( ESNUG 268 Item 5 ) -------------------------------------------- [10/9/97]
Subject: (ESNUG 264 #2 266 #5 267 #1) *WHO* Is Using Behavioral Compiler?
> Of course, we had to learn the BC coding style, which is not entirely
> straightforward and definitely takes getting used to. One does also
> give up some control when moving to a higher level, which is not easy
> for most engineers. In my opinion, the difficulty in adjusting to the
> style is probably a big reason for slow market acceptance, just as
> adopting RTL was difficult at first for many long-time schematic
> designers. (However, when RTL synthesis first came out, many designers
> were already used to writing PAL equations, which is really a form of
> RTL. Since BC coding is radically different from RTL, I believe it's a
> bigger leap!)
From: "Janick Bergeron" <janick@qualis.com>
Hi, John,
The discussion about the merits and inadequacies of Behavioral Compiler
brought back some vivid memories:
Ottawa, Bell-Northern Research (now Nortel) CAD group, November 1988.

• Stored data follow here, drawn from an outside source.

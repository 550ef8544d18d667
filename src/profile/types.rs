//! FIT named types: integer-to-name enum tables (spec §4.C, §4.G.4).
//!
//! Mirrors the shape of the teacher's `messages::message_types`/`field_types`
//! lookup tables (`fit-rs/src/messages.rs`), but keyed as a compile-time
//! `phf::Map` rather than a giant `match` — the perfect-hash static-map
//! idiom `mshroyer-coursepointer`'s `Cargo.toml` pulls in `phf` for, applied
//! here to the "integer lookup into generated data" shape spec.md §9 calls
//! for.
//!
//! This is a representative slice of the FIT SDK's `Types` sheet, not the
//! full vendor table (out of scope per spec.md §1 — the real table is a
//! generated artifact).

use phf::phf_map;

use crate::basetype::BaseType;

/// A named FIT type: a base type plus (for enums) an integer-to-name table.
pub struct TypeDescriptor {
    pub base_type: BaseType,
    pub values: Option<&'static phf::Map<u32, &'static str>>,
}

static FILE_VALUES: phf::Map<u32, &'static str> = phf_map! {
    1u32 => "device",
    2u32 => "settings",
    4u32 => "activity",
    6u32 => "workout",
    31u32 => "course",
    34u32 => "segment",
};

static EVENT_VALUES: phf::Map<u32, &'static str> = phf_map! {
    0u32 => "timer",
    3u32 => "workout",
    4u32 => "workout_step",
    9u32 => "lap",
    23u32 => "activity",
    26u32 => "recovery_hr",
};

static EVENT_TYPE_VALUES: phf::Map<u32, &'static str> = phf_map! {
    0u32 => "start",
    1u32 => "stop",
    2u32 => "consecutive_depreciated",
    3u32 => "marker",
    4u32 => "stop_all",
};

static MANUFACTURER_VALUES: phf::Map<u32, &'static str> = phf_map! {
    1u32 => "garmin",
    255u32 => "dynastream",
    260u32 => "dynastream_oem",
};

static SPORT_VALUES: phf::Map<u32, &'static str> = phf_map! {
    0u32 => "generic",
    1u32 => "running",
    2u32 => "cycling",
    5u32 => "swimming",
};

static ACTIVITY_VALUES: phf::Map<u32, &'static str> = phf_map! {
    0u32 => "manual",
    1u32 => "auto_multi_sport",
};

static DATA_PRESENCE_VALUES: phf::Map<u32, &'static str> = phf_map! {
    0u32 => "speed",
    1u32 => "distance",
};

/// Looks up a named type by its profile name. Returns `None` for anything
/// not in this slice of the catalogue, which callers treat as "pass the
/// integer through unchanged" (spec §4.G.4).
pub fn lookup(name: &str) -> Option<TypeDescriptor> {
    match name {
        "file" => Some(TypeDescriptor { base_type: BaseType::Enum, values: Some(&FILE_VALUES) }),
        "event" => Some(TypeDescriptor { base_type: BaseType::Enum, values: Some(&EVENT_VALUES) }),
        "event_type" => Some(TypeDescriptor { base_type: BaseType::Enum, values: Some(&EVENT_TYPE_VALUES) }),
        "manufacturer" => Some(TypeDescriptor { base_type: BaseType::Uint16, values: Some(&MANUFACTURER_VALUES) }),
        "sport" => Some(TypeDescriptor { base_type: BaseType::Enum, values: Some(&SPORT_VALUES) }),
        "activity" => Some(TypeDescriptor { base_type: BaseType::Enum, values: Some(&ACTIVITY_VALUES) }),
        "data_presence" => Some(TypeDescriptor { base_type: BaseType::Enum, values: Some(&DATA_PRESENCE_VALUES) }),
        // `date_time`/`local_date_time` are named scalar overlays, not enums:
        // no value table, handled by the processor instead (spec §4.G.5).
        "date_time" => Some(TypeDescriptor { base_type: BaseType::Uint32, values: None }),
        "local_date_time" => Some(TypeDescriptor { base_type: BaseType::Uint32, values: None }),
        _ => None,
    }
}

/// Resolves an integer to its enum name for the named type `type_name`.
/// Unknown integers (or an unknown type name) pass through as `None`,
/// leaving the caller to keep the original numeric value (spec §4.G.4).
pub fn resolve_enum(type_name: &str, raw: i64) -> Option<&'static str> {
    let descriptor = lookup(type_name)?;
    let values = descriptor.values?;
    values.get(&(raw as u32)).copied()
}
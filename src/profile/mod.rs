//! Profile tables: global message number / field number → name, type, and
//! scaling metadata (spec §4.C).
//!
//! Split the way the teacher splits message lookup from type lookup in
//! `fit-rs/src/messages.rs` (`get_messagetype` vs `get_fieldtype`), but as
//! two `phf`-backed modules instead of one file of `match` arms.

pub mod messages;
pub mod types;

pub use messages::{ComponentDescriptor, FieldDescriptor, MessageDescriptor, SubfieldDescriptor, TypeRef};
pub use types::TypeDescriptor;

/// A resolved message name: either the profile's name for this global
/// message number, or a synthesized `unknown_<n>` (spec §4.C fallback,
/// spec.md §8 scenario S6).
pub fn message_name(global_message_number: u16) -> String {
    match messages::lookup(global_message_number) {
        Some(descriptor) => descriptor.name.to_string(),
        None => format!("unknown_{}", global_message_number),
    }
}

/// Looks up a field's profile descriptor within a known message. Returns
/// `None` if the message is unknown or the message is known but this field
/// number wasn't in the profile slice kept here — both cases fall back to
/// `field_<n>` with the raw base type (spec §4.C, §4.G).
pub fn field_descriptor(global_message_number: u16, field_definition_number: u8) -> Option<&'static FieldDescriptor> {
    messages::lookup(global_message_number)?.fields.get(&field_definition_number)
}

/// A resolved field name, falling back to `field_<n>` (spec §4.C).
pub fn field_name(global_message_number: u16, field_definition_number: u8) -> String {
    match field_descriptor(global_message_number, field_definition_number) {
        Some(descriptor) => descriptor.name.to_string(),
        None => format!("field_{}", field_definition_number),
    }
}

My first job, fresh out of Univerity of Waterloo: write a
standard-cell/gate-array mapper and optimizer for the in-house logic
synthesis tool then in development. Six months later, through a superb
team effort, we had a tool that could translate our proprietary HDL into
gate-level netlist. My module was ugly, bulky and slow - but it gave
better results than Synopsys 1.0 and Trimeter (anybody remember
Trimeter? :-). That was also before the regular calls from Synopsys
(and later Ambit) offering jobs... but I disgress.
Our group was actively trying to promote its use by logic designers
but reactions were mixed: "I can't edit the netlist to fix bugs? I
have to fix the HDL code?", "I implemented the same function in half
the gates last year!", or "but I want *these* gates!". I still
remember fondly the call from a designer, trying to translate a truth
table into HDL, asking me "how do I compare to don't care?": after two
hours, I'm not sure I had succesfully explained that you simply don't.
Others were overjoyed: a designer - who later became my manager - was
working on memory BIST and pleased to be able to describe his test
procedure in HDL, then quickly get gates, with only minor modifications
required for memories of different size and depth. His comments and
feed-back greatly improved the subsequent releases and helped shape
the RTL synthesis methodology that was later migrated to Synopsys.
The comments I see about BC (and behavioral synthesis in general) are
along the same line. It is still a (relatively) young tool. The
current uses are helping to shape future features and improvements.
Methodologies are evolving as well as design practices. You can't
expect to get as good a result with BC that you can get with manual
RTL coding - that is not its purpose. It is a time-saving device that
let's you implement your functionality faster, with less errors, at
the cost of some area and clock speed. You can't expect to bring BC
into your design process and see benefits overnight. Companies that
are just now making the switch to RTL and logic synthesis, with well
established tools and methods, aren't seeing benefits until the 2nd or
3rd project. BC moves design to another level of abstraction which
means you need to rethink how to capture a design - and that can't
happen without effort and time: with the enormous time pressure and
work load engineers are often under, there is little room for taking
the necessary time to learn a new way to design.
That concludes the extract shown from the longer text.